Problem: From the records below, copy out each line that has the word "EventShort".

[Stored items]

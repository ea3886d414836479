use serde::{Deserialize, Serialize};
use utoipa::{IntoParams, ToSchema};
use validator::Validate;

use super::{EventShort, not_blank};

/// Stored compilation: a titled set of events.
#[derive(Debug, Clone, PartialEq, Eq)]
pub struct Compilation {
    pub id: i64,
    pub title: String,
    pub pinned: bool,
    /// Sorted, no duplicates
    pub event_ids: Vec<i64>,
}

#[derive(Debug, Clone, Serialize, Deserialize, Validate, ToSchema)]
pub struct NewCompilation {
    #[serde(default)]
    pub events: Vec<i64>,
    #[serde(default)]
    pub pinned: bool,
    #[validate(length(min = 1, max = 50), custom(function = "not_blank"))]
    pub title: String,
}

#[derive(Debug, Clone, Default, Serialize, Deserialize, Validate, ToSchema)]
pub struct UpdateCompilation {
    /// Replaces the whole set when present
    #[serde(default)]
    pub events: Option<Vec<i64>>,
    #[serde(default)]
    pub pinned: Option<bool>,
    #[serde(default)]
    #[validate(length(min = 1, max = 50), custom(function = "not_blank"))]
    pub title: Option<String>,
}

#[derive(Debug, Clone, PartialEq, Serialize, Deserialize, ToSchema)]
pub struct CompilationDto {
    pub id: i64,
    pub events: Vec<EventShort>,
    pub pinned: bool,
    pub title: String,
}

/// `GET /compilations?pinned=true`
#[derive(Debug, Clone, Default, Deserialize, Validate, IntoParams)]
#[into_params(parameter_in = Query)]
pub struct CompilationQuery {
    #[serde(default)]
    pub pinned: Option<bool>,
}

/// Sorted and deduplicated copy of `ids`.
pub(crate) fn normalize_ids(ids: &[i64]) -> Vec<i64> {
    let mut ids = ids.to_vec();
    ids.sort_unstable();
    ids.dedup();
    ids
}

#[cfg(test)]
mod tests {
    use super::*;

    #[test]
    fn test_new_compilation_defaults() {
        let input: NewCompilation = serde_json::from_str(r#"{"title":"Summer"}"#).unwrap();
        assert!(!input.pinned);
        assert!(input.events.is_empty());
        assert!(input.validate().is_ok());

        let too_long = NewCompilation {
            title: "x".repeat(51),
            ..input
        };
        assert!(too_long.validate().is_err());
    }

    #[test]
    fn test_normalize_ids() {
        assert_eq!(normalize_ids(&[3, 1, 3, 2]), vec![1, 2, 3]);
    }
}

Answer section:
use super::{EventShort, not_blank};
    pub events: Vec<EventShort>,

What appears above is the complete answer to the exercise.